Conflict resolution in the workplace is necessary because we all face conflict of some kind as we go about our day. Given the diverse mix of people with different backgrounds, ideals, and perspectives, you’re likely to be offended at times. You’re bound to encounter some type of conflict, whether it’s a dispute with a coworker or a disagreement with a supervisor.

Examples of friction points in the workplace.

These are common examples of friction points between people in the workplace.

Opposing viewpoints and work styles. The people in your workplace may come from dissimilar cultural and intellectual backgrounds and have radically different personalities and viewpoints. How they interpret things may also differ, based on their values and past experiences.

Poor communication. Poor communication and unclear expectations are usually at the root of most conflicts in the workplace.

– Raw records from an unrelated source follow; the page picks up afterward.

use crate::file::csv::error::SinkError;
use encoding_rs::{Encoding, UTF_8};
use std::path::PathBuf;

pub const DEFAULT_STORAGE_PATH: &str = "/tmp/query-results";
pub const DEFAULT_MAX_DOWNLOAD_BYTES: u64 = 100 * 1024 * 1024;

#[derive(Debug, Clone, PartialEq, Eq)]
pub struct CsvSettings {
    pub storage_path: PathBuf,
    pub delimiter: u8,
    pub include_header: bool,
    /// Output encoding of every result file
    pub encoding: &'static Encoding,
    pub max_download_bytes: u64,
}

impl Default for CsvSettings {
    fn default() -> Self {
        Self {
            storage_path: PathBuf::from(DEFAULT_STORAGE_PATH),
            delimiter: b',',
            include_header: true,
            encoding: UTF_8,
            max_download_bytes: DEFAULT_MAX_DOWNLOAD_BYTES,
        }
    }
}

impl CsvSettings {
    pub fn validate(&self) -> Result<(), SinkError> {
        if matches!(self.delimiter, b'"' | b'\n' | b'\r') {
            return Err(SinkError::InvalidSettings(format!(
                "delimiter {:?} cannot be used",
                self.delimiter as char
            )));
        }
        if self.encoding.output_encoding() != self.encoding {
            return Err(SinkError::InvalidSettings(format!(
                "{} cannot be used as an output encoding",
                self.encoding.name()
            )));
        }
        if self.storage_path.as_os_str().is_empty() {
            return Err(SinkError::InvalidSettings("storage path is empty".into()));
        }
        Ok(())
    }
}
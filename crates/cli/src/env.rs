use crate::error::CliError;
use engine_config::settings::{EngineSettings, env::ENV_PREFIX};
use std::{collections::HashMap, fs, path::Path};
use tracing::debug;

const SENSITIVE_PATTERNS: [&str; 5] = ["password", "passwd", "secret", "token", "credential"];

/// Process environment overlaid with an optional `.env` file. File values
/// win over the process environment.
#[derive(Debug, Clone)]
pub struct EnvManager {
    vars: HashMap<String, String>,
}

impl EnvManager {
    pub fn new() -> Self {
        Self {
            vars: std::env::vars().collect(),
        }
    }

    /// Load variables from a .env file
    pub fn load_from_file<P: AsRef<Path>>(&mut self, path: P) -> Result<(), CliError> {
        let path = path.as_ref();
        let content = fs::read_to_string(path).map_err(|e| {
            CliError::Config(format!("Failed to read env file {}: {}", path.display(), e))
        })?;

        self.parse_env_content(&content)?;
        debug!(path = %path.display(), "Loaded env file");
        Ok(())
    }

    pub fn get(&self, key: &str) -> Option<String> {
        self.vars.get(key).cloned()
    }

    /// Engine settings built from the `FANOUT_*` variables.
    pub fn settings(&self) -> Result<EngineSettings, CliError> {
        for (key, value) in self.engine_vars() {
            debug!(%key, %value, "Engine variable");
        }
        Ok(EngineSettings::from_lookup(|key| self.get(key))?)
    }

    /// `FANOUT_*` variables with sensitive values masked, sorted by key.
    pub fn engine_vars(&self) -> Vec<(String, String)> {
        let mut vars: Vec<(String, String)> = self
            .vars
            .iter()
            .filter(|(key, _)| key.starts_with(ENV_PREFIX))
            .map(|(key, value)| {
                let shown = if is_sensitive(key) { "****".to_string() } else { value.clone() };
                (key.clone(), shown)
            })
            .collect();
        vars.sort();
        vars
    }

    fn parse_env_content(&mut self, content: &str) -> Result<(), CliError> {
        for (line_num, line) in content.lines().enumerate() {
            let line = line.trim();

            if line.is_empty() || line.starts_with('#') {
                continue;
            }

            let line = line.strip_prefix("export ").unwrap_or(line);
            let Some((key, value)) = line.split_once('=') else {
                return Err(CliError::Config(format!(
                    "Invalid env file: malformed line {} (expected KEY=VALUE)",
                    line_num + 1
                )));
            };

            let key = key.trim();
            if key.is_empty() {
                return Err(CliError::Config(format!(
                    "Invalid env file: empty key at line {}",
                    line_num + 1
                )));
            }

            self.vars.insert(key.to_string(), unquote(value));
        }

        Ok(())
    }
}

impl Default for EnvManager {
    fn default() -> Self {
        Self::new()
    }
}

fn unquote(value: &str) -> String {
    let value = value.trim();
    for quote in ['"', '\''] {
        if value.len() >= 2 && value.starts_with(quote) && value.ends_with(quote) {
            return value[1..value.len() - 1].to_string();
        }
    }
    value.to_string()
}

fn is_sensitive(key: &str) -> bool {
    let lowered = key.to_lowercase();
    SENSITIVE_PATTERNS.iter().any(|p| lowered.contains(p))
}
use crate::{error::LedgerError, ledger::LedgerStore};
use async_trait::async_trait;
use model::{
    core::identifiers::ExecutionId,
    execution::{execution::Execution, status::ExecutionStatus, target::TargetResult},
};
use sled::transaction::{ConflictableTransactionError, TransactionError};
use std::path::Path;
use tracing::debug;

const EXEC_PREFIX: &str = "exec:";
const TARGET_PREFIX: &str = "tgt:";

pub struct SledLedgerStore {
    db: sled::Db,
}

impl SledLedgerStore {
    pub fn open(path: impl AsRef<Path>) -> Result<Self, LedgerError> {
        let db = sled::open(path)?;
        Ok(Self { db })
    }

    /// In-memory store that disappears on drop.
    pub fn temporary() -> Result<Self, LedgerError> {
        let db = sled::Config::new().temporary(true).open()?;
        Ok(Self { db })
    }

    #[inline]
    fn exec_key(id: &ExecutionId) -> String {
        format!("{EXEC_PREFIX}{id}")
    }

    #[inline]
    fn target_prefix(execution_key: u64) -> String {
        format!("{TARGET_PREFIX}{execution_key:020}:")
    }

    #[inline]
    fn target_key(execution_key: u64, seq: u32) -> String {
        format!("{}{seq:08}", Self::target_prefix(execution_key))
    }

    /// Decides what gets stored when `incoming` overwrites `stored`.
    /// Status, error and completion time only move along legal transitions.
    fn reconcile(stored: Execution, incoming: &Execution) -> Execution {
        if stored.status.can_transition_to(incoming.status) {
            return incoming.clone();
        }

        let mut merged = incoming.clone();
        merged.status = stored.status;
        merged.error_message = stored.error_message;
        merged.completed_at = stored.completed_at;
        merged.duration_ms = stored.duration_ms;
        merged
    }

    fn all_executions(&self) -> Result<Vec<Execution>, LedgerError> {
        let mut executions = Vec::new();
        for item in self.db.scan_prefix(EXEC_PREFIX) {
            let (_key, value) = item?;
            executions.push(bincode::deserialize::<Execution>(&value)?);
        }
        Ok(executions)
    }
}

#[async_trait]
impl LedgerStore for SledLedgerStore {
    async fn next_key(&self) -> Result<u64, LedgerError> {
        Ok(self.db.generate_id()?)
    }

    async fn create_execution(&self, execution: &Execution) -> Result<(), LedgerError> {
        let key = Self::exec_key(&execution.id);
        let bytes = bincode::serialize(execution)?;

        match self
            .db
            .compare_and_swap(key.as_bytes(), None as Option<&[u8]>, Some(bytes))?
        {
            Ok(()) => Ok(()),
            Err(_) => Err(LedgerError::Duplicate(execution.id.to_string())),
        }
    }

    async fn save_execution(&self, execution: &Execution) -> Result<Execution, LedgerError> {
        let key = Self::exec_key(&execution.id);

        // Check-then-set so a concurrent cancel is never overwritten.
        let result = self.db.transaction::<_, _, LedgerError>(|tx_db| {
            let stored = match tx_db.get(key.as_bytes())? {
                Some(existing_bytes) => {
                    let existing: Execution = bincode::deserialize(&existing_bytes)
                        .map_err(|e| ConflictableTransactionError::Abort(e.into()))?;
                    Self::reconcile(existing, execution)
                }
                None => execution.clone(),
            };

            let bytes = bincode::serialize(&stored)
                .map_err(|e| ConflictableTransactionError::Abort(e.into()))?;
            tx_db.insert(key.as_bytes(), bytes)?;
            Ok(stored)
        });

        match result {
            Ok(stored) => {
                if stored.status != execution.status {
                    debug!(
                        execution_id = %execution.id,
                        kept = %stored.status,
                        rejected = %execution.status,
                        "Kept stored execution status"
                    );
                }
                Ok(stored)
            }
            Err(TransactionError::Abort(e)) => Err(e),
            Err(TransactionError::Storage(e)) => Err(e.into()),
        }
    }

    async fn load_execution(&self, id: &ExecutionId) -> Result<Option<Execution>, LedgerError> {
        match self.db.get(Self::exec_key(id))? {
            Some(bytes) => Ok(Some(bincode::deserialize(&bytes)?)),
            None => Ok(None),
        }
    }

    async fn cancel_execution(&self, id: &ExecutionId, reason: &str) -> Result<bool, LedgerError> {
        let key = Self::exec_key(id);

        let result = self.db.transaction::<_, _, LedgerError>(|tx_db| {
            let Some(existing_bytes) = tx_db.get(key.as_bytes())? else {
                return Ok(false);
            };
            let mut existing: Execution = bincode::deserialize(&existing_bytes)
                .map_err(|e| ConflictableTransactionError::Abort(e.into()))?;
            if existing.is_terminal() {
                return Ok(false);
            }

            existing.mark_cancelled(reason);
            let bytes = bincode::serialize(&existing)
                .map_err(|e| ConflictableTransactionError::Abort(e.into()))?;
            tx_db.insert(key.as_bytes(), bytes)?;
            Ok(true)
        });

        match result {
            Ok(cancelled) => Ok(cancelled),
            Err(TransactionError::Abort(e)) => Err(e),
            Err(TransactionError::Storage(e)) => Err(e.into()),
        }
    }

    async fn list_by_user(&self, user_id: &str) -> Result<Vec<Execution>, LedgerError> {
        let mut executions: Vec<Execution> = self
            .all_executions()?
            .into_iter()
            .filter(|e| e.user_id == user_id)
            .collect();
        executions.sort_by(|a, b| b.created_at.cmp(&a.created_at).then(b.key.cmp(&a.key)));
        Ok(executions)
    }

    async fn list_by_status(&self, status: ExecutionStatus) -> Result<Vec<Execution>, LedgerError> {
        let mut executions: Vec<Execution> = self
            .all_executions()?
            .into_iter()
            .filter(|e| e.status == status)
            .collect();
        executions.sort_by(|a, b| a.created_at.cmp(&b.created_at).then(a.key.cmp(&b.key)));
        Ok(executions)
    }

    async fn save_target(&self, target: &TargetResult) -> Result<(), LedgerError> {
        let key = Self::target_key(target.execution_key, target.seq);
        self.db.insert(key, bincode::serialize(target)?)?;
        Ok(())
    }

    async fn save_targets(&self, targets: &[TargetResult]) -> Result<(), LedgerError> {
        let mut batch = sled::Batch::default();
        for target in targets {
            let key = Self::target_key(target.execution_key, target.seq);
            batch.insert(key.as_bytes(), bincode::serialize(target)?);
        }
        self.db.apply_batch(batch)?;
        Ok(())
    }

    async fn targets_for(&self, execution_key: u64) -> Result<Vec<TargetResult>, LedgerError> {
        let mut targets = Vec::new();
        for item in self.db.scan_prefix(Self::target_prefix(execution_key)) {
            let (_key, value) = item?;
            targets.push(bincode::deserialize::<TargetResult>(&value)?);
        }
        Ok(targets)
    }
}

#[cfg(test)]
mod tests {
    use super::*;
    use tempfile::tempdir;

    fn mk_exec(key: u64, id: &str, user: &str) -> Execution {
        Execution::new(
            key,
            ExecutionId::from(id),
            "SELECT 1",
            user,
            None,
            "{}".into(),
        )
    }

    #[tokio::test]
    async fn final_write_does_not_overwrite_cancel() {
        let dir = tempdir().unwrap();
        let store = SledLedgerStore::open(dir.path()).unwrap();

        let mut exec = mk_exec(1, "exec_a", "alice");
        exec.total_targets = 2;
        store.create_execution(&exec).await.unwrap();

        exec.mark_started();
        store.save_execution(&exec).await.unwrap();

        assert!(
            store
                .cancel_execution(&exec.id, "cancelled by user")
                .await
                .unwrap()
        );

        // The running loop keeps going and eventually writes COMPLETED.
        exec.increment_completed(7);
        exec.increment_completed(3);
        exec.consolidated_path = Some("/tmp/out.csv".into());
        exec.mark_completed();
        let stored = store.save_execution(&exec).await.unwrap();

        assert_eq!(stored.status, ExecutionStatus::Cancelled);
        assert_eq!(stored.error_message.as_deref(), Some("cancelled by user"));
        assert_eq!(stored.completed_targets, 2);
        assert_eq!(stored.total_rows, 10);
        assert_eq!(stored.consolidated_path.as_deref(), Some("/tmp/out.csv"));

        let loaded = store.load_execution(&exec.id).await.unwrap().unwrap();
        assert_eq!(loaded, stored);
    }

    #[tokio::test]
    async fn pending_execution_cannot_finish_without_running() {
        let store = SledLedgerStore::temporary().unwrap();
        let mut exec = mk_exec(1, "exec_skip", "frank");
        store.create_execution(&exec).await.unwrap();

        let mut skipped = exec.clone();
        skipped.mark_failed("worker pool closed");
        let stored = store.save_execution(&skipped).await.unwrap();
        assert_eq!(stored.status, ExecutionStatus::Pending);
        assert!(stored.error_message.is_none());

        exec.mark_started();
        store.save_execution(&exec).await.unwrap();
        exec.mark_failed("worker pool closed");
        let stored = store.save_execution(&exec).await.unwrap();
        assert_eq!(stored.status, ExecutionStatus::Failed);
        assert!(stored.started_at.is_some());
    }

    #[tokio::test]
    async fn cancel_rejects_terminal_and_unknown() {
        let store = SledLedgerStore::temporary().unwrap();

        let mut exec = mk_exec(1, "exec_done", "bob");
        store.create_execution(&exec).await.unwrap();
        exec.mark_started();
        store.save_execution(&exec).await.unwrap();
        exec.mark_completed();
        store.save_execution(&exec).await.unwrap();

        assert!(!store.cancel_execution(&exec.id, "late").await.unwrap());
        let loaded = store.load_execution(&exec.id).await.unwrap().unwrap();
        assert_eq!(loaded.status, ExecutionStatus::Completed);

        assert!(
            !store
                .cancel_execution(&ExecutionId::from("exec_missing"), "x")
                .await
                .unwrap()
        );
    }

    #[tokio::test]
    async fn create_refuses_duplicates() {
        let store = SledLedgerStore::temporary().unwrap();
        let exec = mk_exec(1, "exec_dup", "carol");
        store.create_execution(&exec).await.unwrap();
        assert!(matches!(
            store.create_execution(&exec).await,
            Err(LedgerError::Duplicate(_))
        ));
    }

    #[tokio::test]
    async fn targets_come_back_in_plan_order() {
        let store = SledLedgerStore::temporary().unwrap();
        let exec = mk_exec(42, "exec_t", "dave");
        store.create_execution(&exec).await.unwrap();

        let targets: Vec<TargetResult> = (0..12)
            .map(|seq| TargetResult::pending(42, seq, 1, format!("db{seq}")))
            .collect();
        store.save_targets(&targets).await.unwrap();

        // Unrelated execution whose key shares a textual prefix.
        store
            .save_target(&TargetResult::pending(4, 0, 1, "other"))
            .await
            .unwrap();

        let mut second = targets[1].clone();
        second.record_failure("boom", 5);
        store.save_target(&second).await.unwrap();

        let loaded = store.targets_for(42).await.unwrap();
        assert_eq!(loaded.len(), 12);
        assert_eq!(loaded[1].error_message.as_deref(), Some("boom"));
        let seqs: Vec<u32> = loaded.iter().map(|t| t.seq).collect();
        assert_eq!(seqs, (0..12).collect::<Vec<_>>());

        assert_eq!(store.targets_for(4).await.unwrap().len(), 1);
    }

    #[tokio::test]
    async fn listings_filter_and_order() {
        let store = SledLedgerStore::temporary().unwrap();

        let first = mk_exec(1, "exec_1", "erin");
        store.create_execution(&first).await.unwrap();
        let mut second = mk_exec(2, "exec_2", "erin");
        second.created_at = first.created_at + chrono::Duration::seconds(1);
        second.mark_started();
        store.create_execution(&second).await.unwrap();
        store
            .create_execution(&mk_exec(3, "exec_3", "frank"))
            .await
            .unwrap();

        let mine: Vec<String> = store
            .list_by_user("erin")
            .await
            .unwrap()
            .iter()
            .map(|e| e.id.to_string())
            .collect();
        assert_eq!(mine, vec!["exec_2", "exec_1"]);

        let running = store.list_by_status(ExecutionStatus::Running).await.unwrap();
        assert_eq!(running.len(), 1);
        assert_eq!(running[0].id.as_str(), "exec_2");

        let pending = store.list_by_status(ExecutionStatus::Pending).await.unwrap();
        assert_eq!(pending.len(), 2);
    }

    #[tokio::test]
    async fn keys_are_unique() {
        let store = SledLedgerStore::temporary().unwrap();
        let a = store.next_key().await.unwrap();
        let b = store.next_key().await.unwrap();
        assert_ne!(a, b);
    }
}
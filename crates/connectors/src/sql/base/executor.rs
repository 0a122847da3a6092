use crate::sql::base::error::TargetExecutionError;
use async_trait::async_trait;
use model::{
    cluster::{Cluster, ConnectionDescriptor},
    records::row::NormalizedRow,
};
use std::{sync::Arc, time::Duration};

/// Limits applied to every session the executor opens.
#[derive(Debug, Clone, Copy, PartialEq, Eq)]
pub struct ExecutorSettings {
    pub connect_timeout: Duration,
    pub query_timeout: Duration,
    pub max_rows: usize,
}

impl Default for ExecutorSettings {
    fn default() -> Self {
        Self {
            connect_timeout: Duration::from_secs(30),
            query_timeout: Duration::from_secs(300),
            max_rows: 1_000_000,
        }
    }
}

/// Result of one statement against one database.
#[derive(Debug, Clone, Default)]
pub struct QueryOutcome {
    pub columns: Vec<Arc<str>>,
    pub rows: Vec<NormalizedRow>,
    pub elapsed: Duration,
    /// True when rows beyond the cap were dropped.
    pub truncated: bool,
}

impl QueryOutcome {
    pub fn row_count(&self) -> u64 {
        self.rows.len() as u64
    }
}

/// Runs a read-only statement against a single database.
#[async_trait]
pub trait DatabaseExecutor: Send + Sync {
    async fn execute(
        &self,
        connection: &ConnectionDescriptor,
        sql: &str,
    ) -> Result<QueryOutcome, TargetExecutionError>;

    async fn test_connection(
        &self,
        connection: &ConnectionDescriptor,
    ) -> Result<(), TargetExecutionError>;

    /// Databases on the cluster that accept connections, in name order.
    async fn discover_databases(&self, cluster: &Cluster)
    -> Result<Vec<String>, TargetExecutionError>;
}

Task-based conflicts. Conflict is unavoidable on a team-based project when someone, for instance, is consistently late with information that another team member needs in order to complete his or her part of the task.

Unrealistic expectations. For example, a manager may significantly increase an employee’s workload, making him or her feel overwhelmed and stressed at being pushed too hard.

Conflict resolution in the workplace is an intervention process. It is aimed at helping both parties reach a peaceful solution to their dispute in a way that makes them feel heard and understood. It is not about deciding who is right and who is wrong, but rather on reaching a solution with which both parties can live.

Steps to conflict resolution in the workplace.

If you have conflicts in the workplace, you can try these steps for resolution. But don’t hesitate to reach out to a counselor for help at any point of this process.

Address the issue right away. Don’t try to ignore the problem or try to skirt the issue. Conflicts should be addressed right away before resentments have a chance to simmer.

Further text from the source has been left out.